WHAT THE TASK REQUIRES: Check each line of the data, and copy those where "short" appears.

(Collected data entries)
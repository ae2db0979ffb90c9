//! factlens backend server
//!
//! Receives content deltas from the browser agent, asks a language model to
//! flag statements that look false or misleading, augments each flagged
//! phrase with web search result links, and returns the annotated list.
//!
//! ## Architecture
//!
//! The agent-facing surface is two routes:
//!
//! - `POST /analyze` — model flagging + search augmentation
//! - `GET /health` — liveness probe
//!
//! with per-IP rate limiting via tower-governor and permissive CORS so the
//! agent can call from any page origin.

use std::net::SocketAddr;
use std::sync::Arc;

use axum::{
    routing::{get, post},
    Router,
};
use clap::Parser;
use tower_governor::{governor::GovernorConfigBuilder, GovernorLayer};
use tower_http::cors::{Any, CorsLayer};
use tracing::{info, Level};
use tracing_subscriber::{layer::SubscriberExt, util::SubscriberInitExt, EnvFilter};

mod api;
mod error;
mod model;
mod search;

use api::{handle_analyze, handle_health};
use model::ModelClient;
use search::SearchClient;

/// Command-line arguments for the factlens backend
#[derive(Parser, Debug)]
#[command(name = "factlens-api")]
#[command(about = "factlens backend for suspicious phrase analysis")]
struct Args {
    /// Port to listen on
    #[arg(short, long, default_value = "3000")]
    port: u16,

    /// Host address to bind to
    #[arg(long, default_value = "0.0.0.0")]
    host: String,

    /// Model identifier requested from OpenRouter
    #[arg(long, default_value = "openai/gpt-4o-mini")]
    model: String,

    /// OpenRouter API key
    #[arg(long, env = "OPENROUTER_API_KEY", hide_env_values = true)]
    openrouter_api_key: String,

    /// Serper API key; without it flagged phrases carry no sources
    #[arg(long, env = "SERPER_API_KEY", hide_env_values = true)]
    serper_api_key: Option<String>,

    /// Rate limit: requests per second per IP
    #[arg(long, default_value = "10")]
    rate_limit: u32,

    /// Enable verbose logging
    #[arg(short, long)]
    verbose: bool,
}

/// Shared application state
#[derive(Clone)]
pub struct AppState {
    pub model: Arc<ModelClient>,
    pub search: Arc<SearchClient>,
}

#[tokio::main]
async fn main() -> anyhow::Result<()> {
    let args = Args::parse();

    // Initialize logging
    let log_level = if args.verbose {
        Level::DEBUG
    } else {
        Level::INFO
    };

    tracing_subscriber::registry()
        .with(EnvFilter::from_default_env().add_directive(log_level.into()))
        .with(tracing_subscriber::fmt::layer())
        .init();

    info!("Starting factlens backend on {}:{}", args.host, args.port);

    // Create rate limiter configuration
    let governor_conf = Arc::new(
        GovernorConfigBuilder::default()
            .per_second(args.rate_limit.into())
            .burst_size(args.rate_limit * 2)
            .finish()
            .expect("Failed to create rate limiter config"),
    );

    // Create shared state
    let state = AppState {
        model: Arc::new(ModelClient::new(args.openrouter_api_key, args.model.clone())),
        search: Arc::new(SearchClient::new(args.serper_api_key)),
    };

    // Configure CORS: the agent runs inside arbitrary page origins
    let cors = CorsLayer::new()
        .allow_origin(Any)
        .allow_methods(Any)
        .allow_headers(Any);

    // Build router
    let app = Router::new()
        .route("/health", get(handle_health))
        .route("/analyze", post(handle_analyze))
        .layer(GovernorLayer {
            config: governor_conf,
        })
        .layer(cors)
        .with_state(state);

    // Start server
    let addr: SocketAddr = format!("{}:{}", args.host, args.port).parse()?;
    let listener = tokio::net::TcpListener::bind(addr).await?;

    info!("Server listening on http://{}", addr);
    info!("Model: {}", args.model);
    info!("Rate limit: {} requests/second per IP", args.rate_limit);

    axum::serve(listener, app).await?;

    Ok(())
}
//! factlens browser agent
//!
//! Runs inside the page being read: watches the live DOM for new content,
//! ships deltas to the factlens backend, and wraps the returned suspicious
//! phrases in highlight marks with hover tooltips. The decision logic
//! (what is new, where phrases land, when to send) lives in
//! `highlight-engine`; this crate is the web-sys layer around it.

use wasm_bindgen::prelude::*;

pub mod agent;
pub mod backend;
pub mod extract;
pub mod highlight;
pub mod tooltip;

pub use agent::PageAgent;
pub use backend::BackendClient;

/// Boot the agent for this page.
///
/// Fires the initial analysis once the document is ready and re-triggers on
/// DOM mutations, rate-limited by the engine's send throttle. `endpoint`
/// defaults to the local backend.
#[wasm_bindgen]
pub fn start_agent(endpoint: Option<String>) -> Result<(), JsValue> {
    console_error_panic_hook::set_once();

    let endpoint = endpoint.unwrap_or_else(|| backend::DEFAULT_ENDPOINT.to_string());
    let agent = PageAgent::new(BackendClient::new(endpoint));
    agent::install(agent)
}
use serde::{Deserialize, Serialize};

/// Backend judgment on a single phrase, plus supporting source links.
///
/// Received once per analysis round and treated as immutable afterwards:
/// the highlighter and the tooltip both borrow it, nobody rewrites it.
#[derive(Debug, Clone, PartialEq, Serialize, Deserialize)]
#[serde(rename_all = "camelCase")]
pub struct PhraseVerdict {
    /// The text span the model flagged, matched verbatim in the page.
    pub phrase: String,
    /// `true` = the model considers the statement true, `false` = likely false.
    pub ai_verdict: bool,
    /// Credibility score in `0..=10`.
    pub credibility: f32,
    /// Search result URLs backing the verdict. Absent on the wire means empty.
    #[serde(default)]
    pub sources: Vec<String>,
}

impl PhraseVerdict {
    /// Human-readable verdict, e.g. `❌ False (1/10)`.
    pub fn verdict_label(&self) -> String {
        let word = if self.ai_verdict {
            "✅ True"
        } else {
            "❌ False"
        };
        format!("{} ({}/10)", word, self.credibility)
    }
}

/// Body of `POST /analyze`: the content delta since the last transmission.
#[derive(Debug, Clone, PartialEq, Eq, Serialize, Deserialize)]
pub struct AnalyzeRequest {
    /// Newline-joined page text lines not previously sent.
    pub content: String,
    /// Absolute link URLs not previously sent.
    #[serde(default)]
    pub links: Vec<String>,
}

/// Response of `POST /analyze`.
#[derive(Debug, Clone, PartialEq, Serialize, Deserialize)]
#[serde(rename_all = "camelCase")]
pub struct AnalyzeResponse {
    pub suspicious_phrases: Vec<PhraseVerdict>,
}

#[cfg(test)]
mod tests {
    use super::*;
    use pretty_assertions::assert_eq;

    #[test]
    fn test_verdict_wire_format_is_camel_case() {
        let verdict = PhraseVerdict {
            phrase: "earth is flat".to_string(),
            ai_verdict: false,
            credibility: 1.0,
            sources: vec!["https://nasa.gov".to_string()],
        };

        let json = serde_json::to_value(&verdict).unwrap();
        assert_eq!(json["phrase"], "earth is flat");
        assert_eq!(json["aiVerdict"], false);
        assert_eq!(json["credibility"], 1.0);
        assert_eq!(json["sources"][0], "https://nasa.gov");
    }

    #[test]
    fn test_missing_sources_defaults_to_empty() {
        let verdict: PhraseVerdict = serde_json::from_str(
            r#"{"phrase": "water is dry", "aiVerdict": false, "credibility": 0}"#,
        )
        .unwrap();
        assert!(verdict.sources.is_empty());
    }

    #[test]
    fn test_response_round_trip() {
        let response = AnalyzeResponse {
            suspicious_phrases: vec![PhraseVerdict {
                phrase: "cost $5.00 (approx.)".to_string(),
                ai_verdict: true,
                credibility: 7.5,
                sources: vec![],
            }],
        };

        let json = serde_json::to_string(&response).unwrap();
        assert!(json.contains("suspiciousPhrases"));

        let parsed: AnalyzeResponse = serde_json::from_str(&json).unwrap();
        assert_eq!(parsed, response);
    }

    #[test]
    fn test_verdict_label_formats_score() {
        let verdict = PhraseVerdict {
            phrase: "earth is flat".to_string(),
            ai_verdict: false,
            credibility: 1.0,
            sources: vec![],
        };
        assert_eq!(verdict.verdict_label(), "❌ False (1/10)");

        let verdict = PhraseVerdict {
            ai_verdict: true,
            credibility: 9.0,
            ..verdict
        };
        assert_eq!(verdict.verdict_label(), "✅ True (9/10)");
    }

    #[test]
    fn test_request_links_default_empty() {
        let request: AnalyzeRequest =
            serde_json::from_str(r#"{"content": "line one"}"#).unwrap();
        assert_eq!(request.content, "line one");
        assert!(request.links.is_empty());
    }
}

YOUR SOLUTION:
    #[arg(short, long, default_value = "3000")]
    #[arg(short, long)]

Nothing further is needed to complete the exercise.